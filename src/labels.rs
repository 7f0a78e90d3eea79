use ahash::AHashMap;
use xxhash_rust::xxh3::Xxh3;

/// An unordered mapping from label name to label value (spec §3 "Label set").
pub type LabelSet = AHashMap<String, String>;

/// Stable 64-bit hash of a label set: deterministic across processes because
/// it hashes the sorted (name, value) pairs rather than map iteration order.
pub type Fingerprint = u64;

/// Computes the fingerprint of a label set, over its sorted (name, value)
/// pairs, mirroring `RuleConfig::hash`'s use of `xxhash_rust` in the teacher
/// crate for a stable content hash.
pub fn fingerprint(labels: &LabelSet) -> Fingerprint {
    let mut pairs: Vec<(&str, &str)> = labels
        .iter()
        .map(|(k, v)| (k.as_str(), v.as_str()))
        .collect();
    pairs.sort_unstable();
    fingerprint_pairs(&pairs)
}

/// Fingerprint of the restriction of `labels` to `names` (spec "Equal-label
/// fingerprint"). Absent names contribute an empty value, per the spec's
/// "absent = empty string" rule.
pub fn equal_label_fingerprint(labels: &LabelSet, names: &[String]) -> Fingerprint {
    let mut sorted_names: Vec<&str> = names.iter().map(|s| s.as_str()).collect();
    sorted_names.sort_unstable();
    let pairs: Vec<(&str, &str)> = sorted_names
        .into_iter()
        .map(|name| {
            let value = labels.get(name).map(|s| s.as_str()).unwrap_or("");
            (name, value)
        })
        .collect();
    fingerprint_pairs(&pairs)
}

fn fingerprint_pairs(pairs: &[(&str, &str)]) -> Fingerprint {
    let mut hasher = Xxh3::new();
    for (name, value) in pairs {
        hasher.update(name.as_bytes());
        hasher.update(&[0xff]);
        hasher.update(value.as_bytes());
        hasher.update(&[0xff]);
    }
    hasher.digest()
}

/// Looks up a label's value, treating an absent label as the empty string
/// (spec §3, used throughout matcher and equal-label evaluation).
pub fn get_or_empty<'a>(labels: &'a LabelSet, name: &str) -> &'a str {
    labels.get(name).map(|s| s.as_str()).unwrap_or("")
}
-*-
[Work task]: Every entry above must be copied exactly.

[Written answer]:
filename src/labels.rs
repository 7f0a78e90d3eea79
use ahash::AHashMap;
use xxhash_rust::xxh3::Xxh3;

/// An unordered mapping from label name to label value (spec §3 "Label set").
pub type LabelSet = AHashMap<String, String>;

/// Stable 64-bit hash of a label set: deterministic across processes because
/// it hashes the sorted (name, value) pairs rather than map iteration order.
pub type Fingerprint = u64;

/// Computes the fingerprint of a label set, over its sorted (name, value)
/// pairs, mirroring `RuleConfig::hash`'s use of `xxhash_rust` in the teacher
/// crate for a stable content hash.
pub fn fingerprint(labels: &LabelSet) -> Fingerprint {
    let mut pairs: Vec<(&str, &str)> = labels
        .iter()
        .map(|(k, v)| (k.as_str(), v.as_str()))
        .collect();
    pairs.sort_unstable();
    fingerprint_pairs(&pairs)
}

/// Fingerprint of the restriction of `labels` to `names` (spec "Equal-label
/// fingerprint"). Absent names contribute an empty value, per the spec's
/// "absent = empty string" rule.
pub fn equal_label_fingerprint(labels: &LabelSet, names: &[String]) -> Fingerprint {
    let mut sorted_names: Vec<&str> = names.iter().map(|s| s.as_str()).collect();
    sorted_names.sort_unstable();
    let pairs: Vec<(&str, &str)> = sorted_names
        .into_iter()
        .map(|name| {
            let value = labels.get(name).map(|s| s.as_str()).unwrap_or("");
            (name, value)
        })
        .collect();
    fingerprint_pairs(&pairs)
}

fn fingerprint_pairs(pairs: &[(&str, &str)]) -> Fingerprint {
    let mut hasher = Xxh3::new();
    for (name, value) in pairs {
        hasher.update(name.as_bytes());
        hasher.update(&[0xff]);
        hasher.update(value.as_bytes());
        hasher.update(&[0xff]);
    }
    hasher.digest()
}

/// Looks up a label's value, treating an absent label as the empty string
/// (spec §3, used throughout matcher and equal-label evaluation).
pub fn get_or_empty<'a>(labels: &'a LabelSet, name: &str) -> &'a str {
    labels.get(name).map(|s| s.as_str()).unwrap_or("")
}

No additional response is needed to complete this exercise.